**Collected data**
****************

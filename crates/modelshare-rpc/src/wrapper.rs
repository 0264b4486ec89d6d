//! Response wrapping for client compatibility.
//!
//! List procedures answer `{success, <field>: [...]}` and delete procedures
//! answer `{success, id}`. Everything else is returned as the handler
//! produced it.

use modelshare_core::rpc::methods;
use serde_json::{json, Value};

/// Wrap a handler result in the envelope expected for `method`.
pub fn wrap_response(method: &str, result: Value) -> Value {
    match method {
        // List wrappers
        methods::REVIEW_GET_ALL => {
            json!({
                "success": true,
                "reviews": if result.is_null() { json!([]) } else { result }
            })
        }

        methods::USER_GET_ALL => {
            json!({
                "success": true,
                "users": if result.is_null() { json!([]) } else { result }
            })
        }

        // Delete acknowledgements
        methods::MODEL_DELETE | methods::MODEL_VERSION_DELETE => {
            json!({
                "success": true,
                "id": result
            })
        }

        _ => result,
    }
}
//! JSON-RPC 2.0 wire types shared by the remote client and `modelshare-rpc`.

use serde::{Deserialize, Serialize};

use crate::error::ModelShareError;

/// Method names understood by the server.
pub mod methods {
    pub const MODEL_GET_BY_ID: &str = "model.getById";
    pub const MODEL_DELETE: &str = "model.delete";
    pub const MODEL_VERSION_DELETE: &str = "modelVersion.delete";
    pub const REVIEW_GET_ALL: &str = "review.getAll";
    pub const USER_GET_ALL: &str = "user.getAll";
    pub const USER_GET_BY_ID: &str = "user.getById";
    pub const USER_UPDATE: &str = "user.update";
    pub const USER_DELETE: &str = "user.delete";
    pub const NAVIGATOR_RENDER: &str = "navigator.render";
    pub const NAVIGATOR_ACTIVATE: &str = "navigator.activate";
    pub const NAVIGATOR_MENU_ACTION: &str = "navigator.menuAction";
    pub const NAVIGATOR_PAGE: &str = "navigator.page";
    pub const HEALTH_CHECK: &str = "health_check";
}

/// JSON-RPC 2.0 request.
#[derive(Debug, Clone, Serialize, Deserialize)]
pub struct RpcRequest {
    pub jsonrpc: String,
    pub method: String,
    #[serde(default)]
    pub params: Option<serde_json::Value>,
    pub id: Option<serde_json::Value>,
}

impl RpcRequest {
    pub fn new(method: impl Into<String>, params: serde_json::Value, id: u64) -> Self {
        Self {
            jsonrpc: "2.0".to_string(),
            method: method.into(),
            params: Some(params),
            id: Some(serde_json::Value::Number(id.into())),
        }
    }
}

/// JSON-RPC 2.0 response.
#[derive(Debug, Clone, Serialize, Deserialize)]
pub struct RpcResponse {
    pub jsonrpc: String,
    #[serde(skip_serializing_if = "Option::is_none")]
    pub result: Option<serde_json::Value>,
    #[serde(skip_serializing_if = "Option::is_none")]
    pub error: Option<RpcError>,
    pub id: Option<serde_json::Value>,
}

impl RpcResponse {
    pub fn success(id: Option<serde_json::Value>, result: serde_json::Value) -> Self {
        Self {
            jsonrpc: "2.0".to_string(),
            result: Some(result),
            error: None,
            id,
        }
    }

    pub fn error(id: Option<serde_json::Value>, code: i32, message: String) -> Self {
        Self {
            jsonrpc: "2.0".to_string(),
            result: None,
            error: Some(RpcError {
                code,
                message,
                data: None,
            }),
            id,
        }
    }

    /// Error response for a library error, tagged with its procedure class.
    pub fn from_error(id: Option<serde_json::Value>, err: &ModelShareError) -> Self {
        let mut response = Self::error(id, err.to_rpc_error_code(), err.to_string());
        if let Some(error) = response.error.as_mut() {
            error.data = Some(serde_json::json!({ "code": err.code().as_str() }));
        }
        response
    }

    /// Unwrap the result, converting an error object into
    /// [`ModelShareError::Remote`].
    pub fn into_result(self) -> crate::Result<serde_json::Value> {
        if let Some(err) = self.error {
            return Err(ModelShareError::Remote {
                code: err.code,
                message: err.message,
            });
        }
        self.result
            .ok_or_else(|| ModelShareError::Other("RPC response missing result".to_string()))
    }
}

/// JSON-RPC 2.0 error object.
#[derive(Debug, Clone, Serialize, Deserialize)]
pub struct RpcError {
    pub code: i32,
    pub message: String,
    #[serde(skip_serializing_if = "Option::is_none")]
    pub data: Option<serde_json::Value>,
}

****************

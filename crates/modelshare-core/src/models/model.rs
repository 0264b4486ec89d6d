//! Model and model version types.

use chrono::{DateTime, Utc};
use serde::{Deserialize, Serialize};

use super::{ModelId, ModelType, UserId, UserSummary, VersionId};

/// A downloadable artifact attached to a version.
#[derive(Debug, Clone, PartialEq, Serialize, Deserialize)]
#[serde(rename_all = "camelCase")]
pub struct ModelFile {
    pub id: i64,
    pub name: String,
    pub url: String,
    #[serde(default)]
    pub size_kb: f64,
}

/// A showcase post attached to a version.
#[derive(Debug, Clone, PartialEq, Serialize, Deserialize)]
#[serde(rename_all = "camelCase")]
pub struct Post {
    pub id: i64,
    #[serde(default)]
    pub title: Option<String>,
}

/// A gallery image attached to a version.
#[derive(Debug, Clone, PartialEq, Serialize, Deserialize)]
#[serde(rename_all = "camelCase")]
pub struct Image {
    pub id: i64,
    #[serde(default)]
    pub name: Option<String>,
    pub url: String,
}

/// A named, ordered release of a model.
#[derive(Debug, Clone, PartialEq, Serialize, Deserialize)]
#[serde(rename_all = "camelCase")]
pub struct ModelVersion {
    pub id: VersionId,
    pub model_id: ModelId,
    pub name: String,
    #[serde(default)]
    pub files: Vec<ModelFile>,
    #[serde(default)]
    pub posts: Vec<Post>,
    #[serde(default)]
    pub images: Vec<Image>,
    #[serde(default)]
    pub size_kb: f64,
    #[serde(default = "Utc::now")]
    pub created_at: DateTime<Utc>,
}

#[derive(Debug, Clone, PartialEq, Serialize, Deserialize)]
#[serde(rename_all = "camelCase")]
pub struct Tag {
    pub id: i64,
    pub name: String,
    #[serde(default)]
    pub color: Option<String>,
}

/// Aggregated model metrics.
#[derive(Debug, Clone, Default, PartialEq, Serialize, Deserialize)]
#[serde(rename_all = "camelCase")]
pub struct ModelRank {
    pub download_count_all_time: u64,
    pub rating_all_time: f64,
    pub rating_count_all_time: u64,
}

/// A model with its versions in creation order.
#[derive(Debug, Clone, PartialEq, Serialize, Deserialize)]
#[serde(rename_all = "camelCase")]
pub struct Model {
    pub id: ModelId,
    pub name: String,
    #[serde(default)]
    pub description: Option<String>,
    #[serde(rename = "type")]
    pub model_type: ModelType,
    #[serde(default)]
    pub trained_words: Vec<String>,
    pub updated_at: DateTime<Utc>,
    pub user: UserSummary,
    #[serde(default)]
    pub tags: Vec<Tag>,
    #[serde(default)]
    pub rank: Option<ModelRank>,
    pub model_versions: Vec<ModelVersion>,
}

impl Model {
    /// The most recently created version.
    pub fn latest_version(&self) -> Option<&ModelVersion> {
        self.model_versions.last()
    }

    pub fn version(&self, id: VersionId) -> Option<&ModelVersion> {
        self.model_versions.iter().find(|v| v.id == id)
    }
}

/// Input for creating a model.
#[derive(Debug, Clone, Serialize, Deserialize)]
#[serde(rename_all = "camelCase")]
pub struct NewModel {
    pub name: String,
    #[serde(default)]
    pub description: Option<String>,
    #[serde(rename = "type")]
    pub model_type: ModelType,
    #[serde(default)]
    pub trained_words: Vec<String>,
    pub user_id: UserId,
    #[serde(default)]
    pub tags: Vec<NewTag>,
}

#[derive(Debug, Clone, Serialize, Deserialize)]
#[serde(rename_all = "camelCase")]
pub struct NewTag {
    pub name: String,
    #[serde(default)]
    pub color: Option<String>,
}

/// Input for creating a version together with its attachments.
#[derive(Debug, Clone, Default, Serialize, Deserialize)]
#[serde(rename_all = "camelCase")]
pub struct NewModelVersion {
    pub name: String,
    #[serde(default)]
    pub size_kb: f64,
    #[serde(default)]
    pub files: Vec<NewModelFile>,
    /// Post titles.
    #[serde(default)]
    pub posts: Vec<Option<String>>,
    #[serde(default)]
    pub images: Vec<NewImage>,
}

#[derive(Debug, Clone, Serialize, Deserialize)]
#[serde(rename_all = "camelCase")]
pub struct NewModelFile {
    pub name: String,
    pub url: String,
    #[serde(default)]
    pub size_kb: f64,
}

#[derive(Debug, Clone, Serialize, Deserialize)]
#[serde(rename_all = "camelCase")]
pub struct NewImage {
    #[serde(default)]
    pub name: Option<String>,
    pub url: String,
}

****************

**BRIEF**
Print again the lines of the entries above that fall between the line holding "filename crates/modelshare-rpc/src/wrapper.rs" and the line holding "use crate::error::ModelShareError;", inclusive, exactly as they stand.

**SOLUTION TO THE PROBLEM**
filename crates/modelshare-rpc/src/wrapper.rs
repository 0264b4486ec89d6d
//! Response wrapping for client compatibility.
//!
//! List procedures answer `{success, <field>: [...]}` and delete procedures
//! answer `{success, id}`. Everything else is returned as the handler
//! produced it.

use modelshare_core::rpc::methods;
use serde_json::{json, Value};

/// Wrap a handler result in the envelope expected for `method`.
pub fn wrap_response(method: &str, result: Value) -> Value {
    match method {
        // List wrappers
        methods::REVIEW_GET_ALL => {
            json!({
                "success": true,
                "reviews": if result.is_null() { json!([]) } else { result }
            })
        }

        methods::USER_GET_ALL => {
            json!({
                "success": true,
                "users": if result.is_null() { json!([]) } else { result }
            })
        }

        // Delete acknowledgements
        methods::MODEL_DELETE | methods::MODEL_VERSION_DELETE => {
            json!({
                "success": true,
                "id": result
            })
        }

        _ => result,
    }
}
//! JSON-RPC 2.0 wire types shared by the remote client and `modelshare-rpc`.

use serde::{Deserialize, Serialize};

use crate::error::ModelShareError;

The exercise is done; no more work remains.